Inspirado na vida e na obra de Rosalía de Castro, Rosalía é o projeto de um solo manifesto da atriz Cristina Cavalcanti. Revisita os últimos anos da escritora na Casa de La Matanza, em Padrón, até sua morte em 1885. O trabalho será tecido a partir das poesias, canções, manifestos, cartas e fatos da sua vida. Busca suas convergências com os dias de hoje e com a história de vida da atriz, e investiga como a mulher e a artista se interseccionam.
Nascida em 1837 em Santiago de Compostela, Rosalía é considerada a primeira feminista galega e uma das pioneiras na Espanha. Foi a representante maior do Ressurgimento, movimento que elevou o galego a língua culta após anos na sombra.
A ação se passa na Casa de La Matanza, em Padrón, onde a escritora passou os últimos dias de vida, até sua morte em 1885. Em delírio, a personagem revive momentos marcantes da sua vida. A estrutura fragmentada e performativa intensifica o tom feminista, ao dar voz a uma mulher que não apenas denunciou as injustiças sociais, mas também confrontou as tradições machistas de sua época. Ao romper com formas narrativas convencionais, essa abordagem reforça a subversão do discurso dominante, revelando as tensões entre opressão e resistência. Dessa forma, não apenas expõe as violências simbólicas e materiais sofridas pelas mulheres, mas também reivindica novos espaços de expressão. Mais do que relatar uma realidade opressora, torna-se um meio de ruptura e transformação.

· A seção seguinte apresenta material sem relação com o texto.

//! Level-wise enumeration of recurrently altered colored subnetworks.
//!
//! Level 0 holds every colored edge whose joint patient support meets the
//! threshold. Each later level k is built by joining every level-(k-1) set
//! with every seed and keeping the unions that add exactly one new node and
//! still meet the threshold (an Apriori-style closure: every subset of a
//! supported set is itself supported). The process stops at the first empty
//! level; the previous one holds the maximal subnetworks.
//!
//! Candidate counts have no bound other than threshold pruning, so runtime
//! is data-dependent and exponential in the worst case.

use bit_set::BitSet;
use log::info;
use petgraph::graph::NodeIndex;
use rayon::prelude::*;

use crate::{
    bitmask::PatientBitmask,
    catalog::{AlterationCatalog, ColorId},
    error::MotifError,
    network::{Index, Network},
    subnetwork::{genes_are_distinct, ColoredNode, ColoredNodeSet, Level},
};

/// Colorfulness requirement applied to candidates during growth. Level-0
/// seeds are exempt, as in the exhaustive baseline.
#[derive(Debug, Clone, PartialEq, Eq)]
pub enum ColorRule {
    /// Accept any combination of colors.
    Any,
    /// Require at least two distinct colors (no monochromatic subnetworks).
    Colorful,
    /// Between one and two nodes may carry a color other than the
    /// designated background color.
    BackgroundExclusive { background: ColorId },
}

impl ColorRule {
    fn admits(&self, set: &ColoredNodeSet) -> bool {
        match self {
            ColorRule::Any => true,
            ColorRule::Colorful => {
                let first = set.iter().next().map(|n| n.color);
                set.iter().any(|n| Some(n.color) != first)
            }
            ColorRule::BackgroundExclusive { background } => {
                let foreground = set.iter().filter(|n| n.color != *background).count();
                (1..=2).contains(&foreground)
            }
        }
    }
}

/// Per-gene, per-color support counts thresholded at the minimum patient
/// support.
#[derive(Debug, Clone)]
pub struct SupportTable {
    /// `counts[node][alt]` = samples where the node carries alteration
    /// `alt` (0-based).
    pub counts: Vec<Vec<u32>>,
    qualified_genes: BitSet,
    min_support: usize,
}
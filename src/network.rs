//! Undirected gene-interaction network.
//!
//! Genes are nodes, interactions are undirected edges. Node ids are dense
//! and assigned in first-seen order over the deduplicated edge stream, so
//! they double as row indices into the per-gene alteration tables.

use std::collections::{HashMap, HashSet};

use bit_set::BitSet;
use petgraph::{
    graph::{Graph, NodeIndex},
    Undirected,
};

pub(crate) type Index = u32;
pub(crate) type GeneGraph = Graph<String, (), Undirected, Index>;

/// Immutable gene-interaction graph plus the name→node lookup.
#[derive(Debug, Clone, Default)]
pub struct Network {
    graph: GeneGraph,
    indices: HashMap<String, NodeIndex<Index>>,
}

impl Network {
    /// Build a network from a stream of node-name pairs.
    ///
    /// Self-loops are discarded and undirected duplicates (in either
    /// orientation) collapse to one edge, canonicalized by the ordered pair
    /// of endpoint names.
    pub fn from_edges<I, S>(pairs: I) -> Self
    where
        I: IntoIterator<Item = (S, S)>,
        S: AsRef<str>,
    {
        let mut network = Network::default();
        let mut seen = HashSet::<(String, String)>::new();
        for (u, v) in pairs {
            let (mut a, mut b) = (u.as_ref(), v.as_ref());
            if a == b {
                continue;
            }
            if a > b {
                std::mem::swap(&mut a, &mut b);
            }
            if seen.insert((a.to_string(), b.to_string())) {
                let ia = network.intern(a);
                let ib = network.intern(b);
                network.graph.add_edge(ia, ib, ());
            }
        }
        network
    }

    fn intern(&mut self, name: &str) -> NodeIndex<Index> {
        if let Some(ix) = self.indices.get(name) {
            *ix
        } else {
            let ix = self.graph.add_node(name.to_string());
            self.indices.insert(name.to_string(), ix);
            ix
        }
    }

    pub fn graph(&self) -> &GeneGraph {
        &self.graph
    }

    pub fn node_count(&self) -> usize {
        self.graph.node_count()
    }

    pub fn edge_count(&self) -> usize {
        self.graph.edge_count()
    }

    /// Node id of the given gene, if it appears in the network.
    pub fn node_index(&self, name: &str) -> Option<NodeIndex<Index>> {
        self.indices.get(name).copied()
    }

    pub fn gene_name(&self, node: NodeIndex<Index>) -> &str {
        &self.graph[node]
    }

    pub fn neighbors(&self, node: NodeIndex<Index>) -> impl Iterator<Item = NodeIndex<Index>> + '_ {
        self.graph.neighbors(node)
    }

    /// Label each node with its connected component, iteratively.
    pub fn connected_components(&self) -> ComponentLabeling {
        let mut labels = vec![0usize; self.node_count()];
        let mut sizes = Vec::new();
        let mut visited = BitSet::with_capacity(self.node_count());
        let mut stack = Vec::new();
        for start in self.graph.node_indices() {
            if visited.contains(start.index()) {
                continue;
            }
            let component = sizes.len();
            sizes.push(0);
            visited.insert(start.index());
            stack.push(start);
            while let Some(node) = stack.pop() {
                labels[node.index()] = component;
                sizes[component] += 1;
                for neighbor in self.graph.neighbors(node) {
                    if visited.insert(neighbor.index()) {
                        stack.push(neighbor);
                    }
                }
            }
        }
        ComponentLabeling { labels, sizes }
    }
}

/// Result of connected-component labeling.
#[derive(Debug, Clone)]
pub struct ComponentLabeling {
    /// Component id per node, indexed by node id.
    pub labels: Vec<usize>,
    /// Node count per component, indexed by component id.
    pub sizes: Vec<usize>,
}

impl ComponentLabeling {
    pub fn count(&self) -> usize {
        self.sizes.len()
    }
}
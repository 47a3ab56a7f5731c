//! Crate error type.
//!
//! Every fatal condition is fail-fast: the binary logs the error and exits
//! with a per-category status code. There is no retry anywhere.

use std::{io, path::PathBuf};

use thiserror::Error;

#[derive(Debug, Error)]
pub enum MotifError {
    #[error("cannot read '{path}': {source}")]
    Io {
        path: PathBuf,
        #[source]
        source: io::Error,
    },

    #[error("network contains no edges after deduplication")]
    EmptyNetwork,

    #[error("background alteration type '{0}' does not occur in the alteration profiles")]
    UnknownBackground(String),

    #[error("mismatch bound {0} is outside the supported range 1..=2")]
    BadDelta(u32),

    #[error("flow solver failed: {0}")]
    Solver(#[source] anyhow::Error),

    #[error("alteration type '{0}' exceeds the {max} supported types", max = crate::catalog::MAX_ALTERATION_TYPES)]
    TooManyAlterations(String),
}

impl MotifError {
    /// Process exit status for this error category.
    pub fn exit_code(&self) -> i32 {
        match self {
            MotifError::Io { .. } => 2,
            MotifError::EmptyNetwork => 3,
            MotifError::UnknownBackground(_) => 4,
            MotifError::BadDelta(_) => 5,
            MotifError::Solver(_) => 6,
            MotifError::TooManyAlterations(_) => 7,
        }
    }
}
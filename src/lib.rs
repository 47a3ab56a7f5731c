// Patient-support bitmask
pub mod bitmask;

// Name catalogs and per-gene alteration colors
pub mod catalog;

// Gene-interaction graph
pub mod network;

// Colored node sets and the per-level index
pub mod subnetwork;

// The hard bit: level-wise subnetwork enumeration
pub mod enumerate;

// Data IO
pub mod loader;

// Solution TSV output
pub mod solution;

// External MIP collaborator interface
pub mod flow;

// Crate errors and exit codes
pub mod error;
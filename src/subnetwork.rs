//! Colored node sets and the per-level subnetwork index.
//!
//! A candidate subnetwork is a set of (gene, color) pairs. Sets are kept in
//! a `BTreeSet` so that two sets built via different join paths compare and
//! hash equal; the derived `Hash` combines both fields of every element.

use std::collections::{
    hash_map::Entry::{Occupied, Vacant},
    BTreeSet, HashMap,
};

use petgraph::graph::NodeIndex;

use crate::{catalog::ColorId, network::Index};

/// One gene of a candidate subnetwork together with its required
/// alteration color (1-based; see [`ColorId`]).
#[derive(Debug, Copy, Clone, PartialEq, Eq, PartialOrd, Ord, Hash)]
pub struct ColoredNode {
    pub gene: NodeIndex<Index>,
    pub color: ColorId,
}

impl ColoredNode {
    pub fn new(gene: NodeIndex<Index>, color: ColorId) -> Self {
        debug_assert!(color >= 1, "color ids are 1-based");
        Self { gene, color }
    }
}

/// Canonically ordered set of colored nodes. A set at growth level k holds
/// exactly k + 2 nodes, with pairwise-distinct genes.
pub type ColoredNodeSet = BTreeSet<ColoredNode>;

/// `true` iff no gene appears twice in the set.
pub fn genes_are_distinct(set: &ColoredNodeSet) -> bool {
    // The set is ordered by (gene, color), so duplicates are adjacent.
    set.iter()
        .zip(set.iter().skip(1))
        .all(|(a, b)| a.gene != b.gene)
}

/// One growth level: colored node sets mapped to their owned support
/// payload (a `PatientBitmask` for the exact enumerator, a mismatch
/// profile for the tolerant variant).
///
/// Insertion is first-writer-wins: a set derived a second time via another
/// join path is rejected and its freshly computed payload dropped.
#[derive(Debug, Clone)]
pub struct Level<M> {
    ids: HashMap<ColoredNodeSet, usize>,
    payloads: Vec<M>,
}

impl<M> Default for Level<M> {
    fn default() -> Self {
        Self {
            ids: HashMap::new(),
            payloads: Vec::new(),
        }
    }
}

impl<M> Level<M> {
    /// Insert `set` with its payload unless an equal set is already
    /// present. Returns whether the entry was inserted.
    pub fn insert(&mut self, set: ColoredNodeSet, payload: M) -> bool {
        match self.ids.entry(set) {
            Occupied(_) => false,
            Vacant(slot) => {
                slot.insert(self.payloads.len());
                self.payloads.push(payload);
                true
            }
        }
    }

    pub fn len(&self) -> usize {
        self.ids.len()
    }

    pub fn is_empty(&self) -> bool {
        self.ids.is_empty()
    }

    pub fn iter(&self) -> impl Iterator<Item = (&ColoredNodeSet, &M)> {
        self.ids.iter().map(|(set, &id)| (set, &self.payloads[id]))
    }
}

#[cfg(test)]
mod tests {
    use super::*;

    fn node(gene: u32, color: ColorId) -> ColoredNode {
        ColoredNode::new(NodeIndex::new(gene as usize), color)
    }

    #[test]
    fn sets_compare_equal_across_construction_orders() {
        let forward: ColoredNodeSet = [node(0, 1), node(1, 2), node(2, 1)].into_iter().collect();
        let backward: ColoredNodeSet = [node(2, 1), node(0, 1), node(1, 2)].into_iter().collect();
        assert_eq!(forward, backward);
    }

    #[test]
    fn color_distinguishes_nodes() {
        let a: ColoredNodeSet = [node(0, 1), node(1, 1)].into_iter().collect();
        let b: ColoredNodeSet = [node(0, 1), node(1, 2)].into_iter().collect();
        assert_ne!(a, b);
    }

    #[test]
    fn distinct_gene_check() {
        let good: ColoredNodeSet = [node(0, 1), node(1, 1)].into_iter().collect();
        let bad: ColoredNodeSet = [node(0, 1), node(0, 2), node(1, 1)].into_iter().collect();
        assert!(genes_are_distinct(&good));
        assert!(!genes_are_distinct(&bad));
    }

    #[test]
    fn first_insertion_wins() {
        let mut level = Level::<u32>::default();
        let set: ColoredNodeSet = [node(0, 1), node(1, 2)].into_iter().collect();
        assert!(level.insert(set.clone(), 7));
        // Same set via a different derivation: rejected, payload dropped.
        let same: ColoredNodeSet = [node(1, 2), node(0, 1)].into_iter().collect();
        assert!(!level.insert(same, 9));
        assert_eq!(level.len(), 1);
        assert_eq!(level.iter().next().unwrap().1, &7);
    }
}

Perpassa a história da Galícia, berço do idioma românico galego-português, e traça também um paralelo entre os léxicos galego, língua mãe de Rosalía; espanhol, idioma no qual escreveu parte de sua obra; português brasileiro, língua mãe da atriz e português europeu. Como apaixonada pela palavra e suas variações, a atriz se apropria da investigação do idioma na sua construção dramatúrgica. Por meio do conhecimento destas matrizes tão importantes mas tão pouco exploradas, busca-se o aprofundamento na compreensão de uma essência ainda anterior àquela que conecta Brasil e Portugal. Desvendar essas intersecções é como olhar para si mesma em sua ancestralidade.

Imagem de ensaio/exercício
A poesia de Rosalía de Castro fez ressurgir a identidade literária de seu povo. Foi a maior representante do Ressurgimento, movimento que propunha a literalização e a dignificação da língua galega, até então vista como um dialeto da oralidade e popularesco. Seus poemas não mais cantavam o amor da donzela pelo rapaz, e sim faziam um resgate da identidade galega: a mulher tomava voz não para se lamentar pelo amado que se foi, mas cantar sua terra, suas lutas.

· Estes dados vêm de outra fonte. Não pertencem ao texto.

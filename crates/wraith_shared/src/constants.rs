//! # Display Model Constants
//!
//! Ranges, defaults and wire bit layouts shared by models and bindings.

// =============================================================================
// RANGES
// =============================================================================

/// Highest block/sky light level.
pub const MAX_LIGHT_LEVEL: i32 = 15;

/// Largest accepted shadow radius.
pub const MAX_SHADOW_RADIUS: f32 = 64.0;

/// Longest teleport interpolation the client accepts, in ticks.
pub const MAX_TELEPORT_DURATION: i32 = 59;

// =============================================================================
// DEFAULTS
// =============================================================================

/// View range multiplier of a fresh model.
pub const DEFAULT_VIEW_RANGE: f32 = 1.0;

/// Shadow strength of a fresh model.
pub const DEFAULT_SHADOW_STRENGTH: f32 = 1.0;

/// Text wrap width of a fresh text model.
pub const DEFAULT_LINE_WIDTH: i32 = 200;

/// Background color of a fresh text model (`0x40000000`).
pub const DEFAULT_TEXT_BACKGROUND: u32 = 0x4000_0000;

/// Text opacity of a fresh text model. Raw byte `0xFF`, fully opaque.
pub const DEFAULT_TEXT_OPACITY: i8 = -1;

// =============================================================================
// WIRE LAYOUT
// =============================================================================

/// Entity shared-flags bit for the glowing outline.
pub const FLAG_GLOWING: i8 = 1 << 6;

/// Text style bit: drop shadow.
pub const TEXT_FLAG_SHADOW: i8 = 1;
/// Text style bit: rendered through blocks.
pub const TEXT_FLAG_SEE_THROUGH: i8 = 1 << 1;
/// Text style bit: use the client's default background.
pub const TEXT_FLAG_DEFAULT_BACKGROUND: i8 = 1 << 2;
/// Text style bit: left alignment.
pub const TEXT_FLAG_ALIGN_LEFT: i8 = 1 << 3;
/// Text style bit: right alignment.
pub const TEXT_FLAG_ALIGN_RIGHT: i8 = 1 << 4;

/// Packed value meaning "no override" for brightness and glow color.
pub const NO_OVERRIDE: i32 = -1;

A obra transita entre uma preocupação social com as duras condições dos pescadores e camponeses galegos e outra de caráter metafísico, que a insere na literatura existencial.

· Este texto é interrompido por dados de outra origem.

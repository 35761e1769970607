//! # Host Schemas
//!
//! A schema describes where each symbolic property lives in the host's
//! entity metadata for one range of host versions. Start-up picks the
//! first schema that accepts the declared host version, then the
//! registry resolves every property against it.

use std::fmt;
use std::sync::Arc;

use tracing::{error, info};
use wraith_shared::{FieldKind, PropertyId, WraithError, WraithResult};

/// Location and wire type of one host metadata field.
#[derive(Clone, Copy, Debug, PartialEq, Eq, Hash)]
pub struct FieldHandle {
    /// Metadata index.
    pub index: u8,
    /// Wire type.
    pub kind: FieldKind,
}

impl FieldHandle {
    /// Creates a handle.
    #[must_use]
    pub const fn new(index: u8, kind: FieldKind) -> Self {
        Self { index, kind }
    }
}

impl fmt::Display for FieldHandle {
    fn fmt(&self, f: &mut fmt::Formatter<'_>) -> fmt::Result {
        write!(f, "#{} ({:?})", self.index, self.kind)
    }
}

/// A host's entity field layout.
pub trait HostSchema: Send + Sync {
    /// Human-readable schema version.
    fn version(&self) -> &str;

    /// Returns true if this layout applies to `host_version`.
    fn is_compatible(&self, host_version: &str) -> bool;

    /// Field carrying `property`, if the layout has one.
    fn field(&self, property: PropertyId) -> Option<FieldHandle>;
}

/// Table-backed schema.
#[derive(Clone, Debug)]
pub struct DisplaySchema {
    version: String,
    accepts: Vec<String>,
    fields: [Option<FieldHandle>; PropertyId::COUNT],
}

impl DisplaySchema {
    /// Creates an empty layout accepting the listed host versions.
    #[must_use]
    pub fn new(version: impl Into<String>, accepts: &[&str]) -> Self {
        Self {
            version: version.into(),
            accepts: accepts.iter().map(ToString::to_string).collect(),
            fields: [None; PropertyId::COUNT],
        }
    }

    /// Places `property` at `index`.
    #[must_use]
    pub fn with_field(mut self, property: PropertyId, index: u8, kind: FieldKind) -> Self {
        self.fields[property.index()] = Some(FieldHandle::new(index, kind));
        self
    }

    /// Drops `property` from the layout.
    #[must_use]
    pub fn without_field(mut self, property: PropertyId) -> Self {
        self.fields[property.index()] = None;
        self
    }

    /// Display entity layout for 1.20.5 and 1.20.6.
    #[must_use]
    pub fn protocol_1_20_5() -> Self {
        use FieldKind::{BlockState, Byte, Component, Float, ItemStack, Quaternion, VarInt, Vector3};
        use PropertyId as P;

        Self::new("1.20.5", &["1.20.5", "1.20.6"])
            .with_field(P::SharedFlags, 0, Byte)
            .with_field(P::InterpolationDelay, 8, VarInt)
            .with_field(P::InterpolationDuration, 9, VarInt)
            .with_field(P::TeleportDuration, 10, VarInt)
            .with_field(P::Translation, 11, Vector3)
            .with_field(P::Scale, 12, Vector3)
            .with_field(P::LeftRotation, 13, Quaternion)
            .with_field(P::RightRotation, 14, Quaternion)
            .with_field(P::Billboard, 15, Byte)
            .with_field(P::Brightness, 16, VarInt)
            .with_field(P::ViewRange, 17, Float)
            .with_field(P::ShadowRadius, 18, Float)
            .with_field(P::ShadowStrength, 19, Float)
            .with_field(P::CullingWidth, 20, Float)
            .with_field(P::CullingHeight, 21, Float)
            .with_field(P::GlowColor, 22, VarInt)
            .with_field(P::BlockState, 23, BlockState)
            .with_field(P::ItemStack, 23, ItemStack)
            .with_field(P::ItemView, 24, Byte)
            .with_field(P::Text, 23, Component)
            .with_field(P::LineWidth, 24, VarInt)
            .with_field(P::BackgroundColor, 25, VarInt)
            .with_field(P::TextOpacity, 26, Byte)
            .with_field(P::TextStyle, 27, Byte)
    }

    /// Display entity layout for 1.19.4 through 1.20.1.
    ///
    /// These versions have no teleport duration field, so a registry can
    /// never bind against this layout.
    #[must_use]
    pub fn protocol_1_19_4() -> Self {
        use FieldKind::{BlockState, Byte, Component, Float, ItemStack, Quaternion, VarInt, Vector3};
        use PropertyId as P;

        Self::new("1.19.4", &["1.19.4", "1.20", "1.20.1"])
            .with_field(P::SharedFlags, 0, Byte)
            .with_field(P::InterpolationDelay, 8, VarInt)
            .with_field(P::InterpolationDuration, 9, VarInt)
            .with_field(P::Translation, 10, Vector3)
            .with_field(P::Scale, 11, Vector3)
            .with_field(P::LeftRotation, 12, Quaternion)
            .with_field(P::RightRotation, 13, Quaternion)
            .with_field(P::Billboard, 14, Byte)
            .with_field(P::Brightness, 15, VarInt)
            .with_field(P::ViewRange, 16, Float)
            .with_field(P::ShadowRadius, 17, Float)
            .with_field(P::ShadowStrength, 18, Float)
            .with_field(P::CullingWidth, 19, Float)
            .with_field(P::CullingHeight, 20, Float)
            .with_field(P::GlowColor, 21, VarInt)
            .with_field(P::BlockState, 22, BlockState)
            .with_field(P::ItemStack, 22, ItemStack)
            .with_field(P::ItemView, 23, Byte)
            .with_field(P::Text, 22, Component)
            .with_field(P::LineWidth, 23, VarInt)
            .with_field(P::BackgroundColor, 24, VarInt)
            .with_field(P::TextOpacity, 25, Byte)
            .with_field(P::TextStyle, 26, Byte)
    }

    /// Both built-in layouts, newest first.
    #[must_use]
    pub fn builtin() -> Vec<Arc<dyn HostSchema>> {
        vec![
            Arc::new(Self::protocol_1_20_5()),
            Arc::new(Self::protocol_1_19_4()),
        ]
    }
}

impl HostSchema for DisplaySchema {
    fn version(&self) -> &str {
        &self.version
    }

    fn is_compatible(&self, host_version: &str) -> bool {
        let host_version = host_version.trim();
        self.accepts.iter().any(|v| v == host_version)
    }

    fn field(&self, property: PropertyId) -> Option<FieldHandle> {
        self.fields[property.index()]
    }
}

/// Picks the first candidate that accepts `host_version`.
///
/// # Errors
///
/// `IncompatibleHost` when no candidate matches.
pub fn select_schema(
    candidates: &[Arc<dyn HostSchema>],
    host_version: &str,
) -> WraithResult<Arc<dyn HostSchema>> {
    match candidates.iter().find(|s| s.is_compatible(host_version)) {
        Some(schema) => {
            info!(
                host_version,
                schema = schema.version(),
                "Selected host schema"
            );
            Ok(Arc::clone(schema))
        }
        None => {
            error!(
                host_version,
                candidates = candidates.len(),
                "No host schema accepts this version"
            );
            Err(WraithError::IncompatibleHost {
                version: host_version.to_string(),
            })
        }
    }
}

#[cfg(test)]
mod tests {
    use super::*;

    #[test]
    fn test_protocol_1_20_5_is_complete() {
        let schema = DisplaySchema::protocol_1_20_5();
        for property in PropertyId::ALL {
            let field = schema.field(property);
            assert!(field.is_some(), "{property:?} unmapped");
            assert_eq!(field.map(|f| f.kind), Some(property.expected_kind()));
        }
        assert_eq!(
            schema.field(PropertyId::TeleportDuration),
            Some(FieldHandle::new(10, FieldKind::VarInt))
        );
    }

    #[test]
    fn test_protocol_1_19_4_lacks_teleport() {
        let schema = DisplaySchema::protocol_1_19_4();
        assert_eq!(schema.field(PropertyId::TeleportDuration), None);
        assert!(schema.field(PropertyId::Translation).is_some());
    }

    #[test]
    fn test_select_schema() {
        let candidates = DisplaySchema::builtin();
        assert_eq!(select_schema(&candidates, "1.20.6").unwrap().version(), "1.20.5");
        assert_eq!(select_schema(&candidates, "1.20.1").unwrap().version(), "1.19.4");
        assert!(matches!(
            select_schema(&candidates, "1.8.9"),
            Err(WraithError::IncompatibleHost { .. })
        ));
        assert!(select_schema(&[], "1.20.6").is_err());
    }

    #[test]
    fn test_without_field() {
        let schema = DisplaySchema::protocol_1_20_5().without_field(PropertyId::GlowColor);
        assert_eq!(schema.field(PropertyId::GlowColor), None);
    }
}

Tem sido equiparada à de Gustavo Adolfo Bécquer como uma manifestação tardia do Romantismo espanhol.
Uma poesia que denota ansiedade, uma inquietude angustiada ante estranhos pressentimentos que se percebem como próprios. Assim mesmo, sua dolorosa sensibilidade projetou um conjunto de magníficas visões da paisagem galega em que predomina uma atmosfera cinzenta de tristeza indefinível. Foi essa sensibilidade que transportou uma concepção da natureza como a de uma realidade animada, misteriosa, e cujos signos mais visíveis falam de uma vida dolorosa.

Imagem de ensaio/exercício

A encenação acontece em um ambiente que remete à “Casa de la Matanza”, lugar onde a escritora viveu seus últimos anos, hoje transformado em museu. A narrativa se constrói através da poesia, de documentos como artigos, manifestos, cartas escritos por ela, e canções compostas com letras de seus poemas. Fatos trágicos da vida pessoal da autora vêm à tona em determinadas cenas, como o momento em que ela perde o filho Adriano, de dois anos, num terrível acidente doméstico, fato do qual jamais se recuperou, seguido do aborto e do câncer que levou à sua morte aos 48 anos.

Imagem de ensaio/exercício
Ainda ecoam as muitas dificuldades enfrentadas pelas mulheres no campo artístico, como a invisibilização e a precarização, evidenciando como a desigualdade de gênero persiste até os dias de hoje. É preciso romper barreiras e reivindicar espaços de expressão. Ao revisitar Rosalía e sua obra, reafirma-se a riqueza de um legado que ultrapassa fronteiras e também a potência transformadora da arte e da palavra como instrumentos de mudança e resistência.